» **What is being asked**
Lines that contain the string "Debug" are the ones to list; copy all of them from the records.

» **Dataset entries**
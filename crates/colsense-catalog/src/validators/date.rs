use std::sync::Arc;

use chrono::{DateTime, NaiveDate, NaiveDateTime, NaiveTime};
use serde::Deserialize;
use serde_json::{Map, Value};

use super::{ValueValidator, decode_params};

pub(super) const KIND: &str = "date_format";

/// Format token accepted in `formats` for RFC 3339 timestamps.
pub const RFC3339_TOKEN: &str = "rfc3339";

/// Formats tried, in order, when a rule does not list its own.
pub const DEFAULT_DATE_FORMATS: &[&str] = &[
    "%Y-%m-%d",
    "%Y-%m-%dT%H:%M:%S",
    "%Y-%m-%d %H:%M:%S",
    "%Y-%m-%dT%H:%M:%S%.f",
    "%Y/%m/%d",
    "%m/%d/%Y",
    "%d.%m.%Y",
    "%H:%M:%S",
    RFC3339_TOKEN,
];

#[derive(Deserialize)]
struct Params {
    #[serde(default)]
    formats: Option<Vec<String>>,
}

/// Passes values that parse against one of an ordered list of formats.
#[derive(Debug)]
pub struct DateFormatValidator {
    formats: Vec<String>,
}

impl DateFormatValidator {
    pub fn new<I, S>(formats: I) -> Result<Self, String>
    where
        I: IntoIterator<Item = S>,
        S: Into<String>,
    {
        let formats: Vec<String> = formats.into_iter().map(Into::into).collect();
        if formats.is_empty() {
            return Err("formats must list at least one format".to_string());
        }
        Ok(Self { formats })
    }

    /// The first format the value parses with.
    pub fn matching_format(&self, value: &str) -> Option<&str> {
        let trimmed = value.trim();
        self.formats
            .iter()
            .find(|format| parses_with(trimmed, format))
            .map(String::as_str)
    }
}

impl Default for DateFormatValidator {
    fn default() -> Self {
        Self {
            formats: DEFAULT_DATE_FORMATS.iter().map(ToString::to_string).collect(),
        }
    }
}

impl ValueValidator for DateFormatValidator {
    fn kind(&self) -> &'static str {
        KIND
    }

    fn is_valid(&self, value: &str) -> bool {
        self.matching_format(value).is_some()
    }
}

fn parses_with(value: &str, format: &str) -> bool {
    if format.eq_ignore_ascii_case(RFC3339_TOKEN) {
        return DateTime::parse_from_rfc3339(value).is_ok();
    }
    NaiveDateTime::parse_from_str(value, format).is_ok()
        || NaiveDate::parse_from_str(value, format).is_ok()
        || DateTime::parse_from_str(value, format).is_ok()
        || NaiveTime::parse_from_str(value, format).is_ok()
}

pub(super) fn build(params: &Map<String, Value>) -> Result<Arc<dyn ValueValidator>, String> {
    let params: Params = decode_params(params)?;
    let validator = match params.formats {
        Some(formats) => DateFormatValidator::new(formats)?,
        None => DateFormatValidator::default(),
    };
    Ok(Arc::new(validator))
}
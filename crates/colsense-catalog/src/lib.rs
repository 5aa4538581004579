#![deny(unsafe_code)]

//! Configuration-driven field-pattern catalog.
//!
//! The catalog owns the rule set that maps column-name keywords to field
//! types and resolves each rule's validation strategy. It never classifies;
//! see `colsense-classify` for that.
//!
//! ```
//! use colsense_catalog::{CatalogSource, PatternCatalog};
//!
//! let catalog = PatternCatalog::from_source(CatalogSource::builtin()).unwrap();
//! let snapshot = catalog.snapshot();
//! assert!(snapshot.contains("email"));
//! ```

pub mod builtin;
pub mod catalog;
pub mod error;
mod persist;
pub mod rule;
pub mod snapshot;
pub mod source;
pub mod validators;

pub use crate::catalog::{InsertPolicy, PatternCatalog, parse_rules};
pub use crate::error::{CatalogError, Result};
pub use crate::rule::{Keyword, PatternRule};
pub use crate::snapshot::{CatalogSnapshot, CatalogSummary, ExportScope};
pub use crate::source::CatalogSource;
pub use crate::validators::{ValidatorBuilder, ValidatorRegistry, ValueValidator, default_registry};
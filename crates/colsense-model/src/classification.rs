use serde::{Deserialize, Serialize};

/// Type key reported for columns no rule recognizes.
pub const UNCLASSIFIED: &str = "unclassified";

/// Outcome of classifying one column.
#[derive(Debug, Clone, PartialEq, Serialize, Deserialize)]
pub struct ClassificationResult {
    pub column_name: String,
    /// Winning rule's type key, or [`UNCLASSIFIED`].
    pub type_key: String,
    pub field_type_label: String,
    /// Normalized keyword that selected the rule.
    pub matched_keyword: Option<String>,
    /// Fraction of non-empty sampled values passing validation.
    pub match_score: f64,
    /// Threshold of the winning rule, `None` when unclassified.
    pub threshold: Option<f64>,
    /// `match_score >= threshold`.
    pub is_confirmed: bool,
    pub valid_count: usize,
    pub total_count: usize,
    /// First few values that failed validation.
    pub invalid_samples: Vec<String>,
}

impl ClassificationResult {
    pub fn unclassified(column_name: impl Into<String>) -> Self {
        Self {
            column_name: column_name.into(),
            type_key: UNCLASSIFIED.to_string(),
            field_type_label: UNCLASSIFIED.to_string(),
            matched_keyword: None,
            match_score: 0.0,
            threshold: None,
            is_confirmed: false,
            valid_count: 0,
            total_count: 0,
            invalid_samples: Vec::new(),
        }
    }

    /// True when a rule recognized the column name.
    pub fn is_classified(&self) -> bool {
        self.matched_keyword.is_some()
    }
}
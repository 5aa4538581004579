//! Profiler front end for the field-pattern engine.
//!
//! The binary lives in `main.rs`; these modules are shared with the
//! integration tests.

#![deny(unsafe_code)]

pub mod ingest;
pub mod logging;
pub mod profile;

» **Solution**
#[derive(Debug)]
#[derive(Debug, Clone, PartialEq, Serialize, Deserialize)]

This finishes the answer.